Mars fala sobre um assunto que é, ou deveria ser a preocupação de todo artista que fez muito sucesso nos anos 80. “Eu [também] não quero morar em 85. É difícil se reinventar, mas é isso que estou fazendo agora. Estou tentando reinventar a maneira como me aproximo da música. Eu tenho muita porcaria e muitas coisas boas também.” Por isso, quando entrevistado pelo Bryan Reesman, da Billboard, disse que quer sim fazer algo mais moderno, porém fugindo um pouco do estilo de música atual. “Não é como a música de hoje, que para mim é praticamente pop metal e caras mais crescidos”, explica ele. “Está tudo bem e está tudo bem, e só estou procurando por algo um pouco diferente disso.”

Mars disse que está trabalhando com um vocalista chamado Jacob em alguns de seus novos materiais. “[Ele] pode ter muitas vozes diferentes, e é incrível”, disse Mick. “Eu digo ‘eu quero esse tipo de voz aqui’, e ele vai entender.” Em entrevista anterior para o Talking Metal, ele disse que seu próximo álbum não contará com participações de Andy Biersack (Black Veil Brides) e John Corabi (Mötley Crüe), que colaboraram com o guitarrista nos últimos anos.

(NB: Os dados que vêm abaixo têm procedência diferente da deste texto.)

//! wasm-bindgen facade for browser hosts.
//!
//! Wraps the catalog, session, and ledger behind one `Arena` object and
//! persists stats through `window.localStorage`. The JS side owns timers
//! and the calls to the generative service; results come back through
//! `deliver_asset` / `attach_commentary` with the ticket epoch.

use crate::achievements::{earned_now, BattleContext};
use crate::catalog::Catalog;
use crate::media::{ImageHandle, MediaError};
use crate::session::Session;
use crate::stats::StatsLedger;
use crate::storage::{StorageError, StoragePort};
use rand::rngs::StdRng;
use rand::SeedableRng;
use wasm_bindgen::prelude::*;

#[wasm_bindgen(start)]
pub fn init() {
    console_error_panic_hook::set_once();
    let _ = console_log::init_with_level(log::Level::Info);
}

/// Storage port over `window.localStorage`. Read problems surface as
/// absent values; write problems (quota, privacy mode) as `StorageError`.
struct LocalStorage;

impl LocalStorage {
    fn backing(&self) -> Option<web_sys::Storage> {
        web_sys::window().and_then(|w| w.local_storage().ok().flatten())
    }
}

impl StoragePort for LocalStorage {
    fn get(&self, key: &str) -> Option<String> {
        self.backing().and_then(|s| s.get_item(key).ok().flatten())
    }

    fn set(&mut self, key: &str, value: &str) -> Result<(), StorageError> {
        let storage = self
            .backing()
            .ok_or_else(|| StorageError::new("localStorage unavailable"))?;
        storage
            .set_item(key, value)
            .map_err(|_| StorageError::new(format!("localStorage rejected write to {key}")))
    }
}

#[wasm_bindgen]
pub struct Arena {
    catalog: Catalog,
    session: Session,
    ledger: StatsLedger,
    store: LocalStorage,
    rng: StdRng,
}

impl Default for Arena {
    fn default() -> Self {
        Self::new()
    }
}

#[wasm_bindgen]
impl Arena {
    #[wasm_bindgen(constructor)]
    pub fn new() -> Arena {
        let store = LocalStorage;
        let ledger = StatsLedger::load(&store);
        Arena {
            catalog: Catalog::standard(),
            session: Session::new(),
            ledger,
            store,
            rng: StdRng::from_entropy(),
        }
    }

    /// Starts a battle and returns the `BattleTicket` as a JS object.
    #[wasm_bindgen(js_name = startBattle)]
    pub fn start_battle(&mut self, premium: bool) -> Result<JsValue, JsValue> {
        let ticket = self
            .session
            .start_battle(&self.catalog, premium, &mut self.rng)
            .map_err(|err| JsValue::from_str(&err.to_string()))?;
        serde_wasm_bindgen::to_value(&ticket).map_err(|err| JsValue::from_str(&err.to_string()))
    }

    /// Delivers one fighter's art. Pass `null` for a failed generation.
    #[wasm_bindgen(js_name = deliverAsset)]
    pub fn deliver_asset(&mut self, epoch: u64, slot: u32, url: Option<String>) {
        let result = match url {
            Some(url) => Ok(ImageHandle(url)),
            None => Err(MediaError::new("host reported generation failure")),
        };
        self.session.deliver_asset(epoch, slot as usize, result);
    }

    #[wasm_bindgen(js_name = presentNow)]
    pub fn present_now(&mut self) {
        self.session.present_now();
    }

    pub fn pick(&mut self, name: &str) -> Result<(), JsValue> {
        self.session
            .pick(name, &mut self.rng)
            .map_err(|err| JsValue::from_str(&err.to_string()))
    }

    /// Advances trace playback; returns the `PlaybackStep` as a JS
    /// object. Call once per `LINE_INTERVAL_MS`.
    pub fn tick(&mut self) -> JsValue {
        let step = self.session.tick(&mut self.ledger, &mut self.store);
        serde_wasm_bindgen::to_value(&step).unwrap_or(JsValue::NULL)
    }

    /// Delivers narrative commentary. Pass `null` to keep the fallback.
    #[wasm_bindgen(js_name = attachCommentary)]
    pub fn attach_commentary(&mut self, epoch: u64, text: Option<String>) {
        let result = match text {
            Some(text) => Ok(text),
            None => Err(MediaError::new("host reported generation failure")),
        };
        self.session.attach_commentary(epoch, result);
    }

    pub fn phase(&self) -> JsValue {
        serde_wasm_bindgen::to_value(&self.session.phase()).unwrap_or(JsValue::NULL)
    }

    pub fn fighters(&self) -> JsValue {
        serde_wasm_bindgen::to_value(&self.session.fighters()).unwrap_or(JsValue::NULL)
    }

    pub fn outcome(&self) -> JsValue {
        serde_wasm_bindgen::to_value(&self.session.outcome()).unwrap_or(JsValue::NULL)
    }

    pub fn stats(&self) -> JsValue {
        serde_wasm_bindgen::to_value(&self.ledger).unwrap_or(JsValue::NULL)
    }

    /// Badges satisfied right now, including battle-scoped ones when a
    /// battle has just revealed.
    pub fn achievements(&self) -> JsValue {
        let battle_ctx = match (self.session.outcome(), self.session.player_correct()) {
            (Some(outcome), Some(correct)) => Some(BattleContext {
                winner: &outcome.winner,
                loser: &outcome.loser,
                correct,
            }),
            _ => None,
        };
        serde_wasm_bindgen::to_value(&earned_now(&self.ledger, battle_ctx.as_ref()))
            .unwrap_or(JsValue::NULL)
    }
}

“Essas (colaborações) foram embora. Estou procurando um cantor que esteja comigo no estúdio de gravação e, se explodir, por acaso – o que eu espero que aconteça – estar em turnê. Porque quantas vezes você já foi, digamos, para um show e não é o mesmo cantor (como no disco)? Então é um desses tipos de coisa. Eu gostaria de ter alguns cantores diferentes – sons diferentes, mas cantores de músicos. Isso vai parecer loucura Os Beatles cantaram todas essas harmonias, e você pode ter John (Lennon) cantando em uma música, ou Ringo (Starr), ou quem quer que seja. Mas esse tipo de coisa é o tipo de coisa que eu vou Eu gostaria de fazê-lo. Se acontecer, legal, e se não acontecer, isso também é legal. Porque não importa o quê, esse registro não será lançado até que eu esteja realmente satisfeito com ele.”, disse o guitarrista.

Se fosse para definir seu material solo? “Bem, eu acho que é meu próprio estilo. Não é realmente blues. Minha música tem um elemento blues, é claro, mas não é ‘ o que você chamaria de disco de blues. É mais uma coisa de rock mais pesado, mas eu não quero nem tentar ‘pesar’ os pesados, você sabe o que eu quero dizer? É apenas algo que, esperançosamente, é um pouco diferente do que está acontecendo agora você não ouvirá uma música com sabor do Mötley, exceto o violão, [porque] sou eu. Eles serão um pouco mais difíceis do que isso, mas não tão fortes quanto os pesados, como o Ministry e alguns deles rapazes.”

Para a trilha sonora do filme, “The Dirt: Confissões do Mötley Crüe”, a banda se reuniu e gravou quatro músicas no ano passado. A “The Dirt Soundtrack” conta com “”The Dirt (Est. 1981) (feat. Machine Gun Kelly)”, “Ride With The Devil”, “Crash And Burn” e um cover de “Like A Virgin” da Madonna.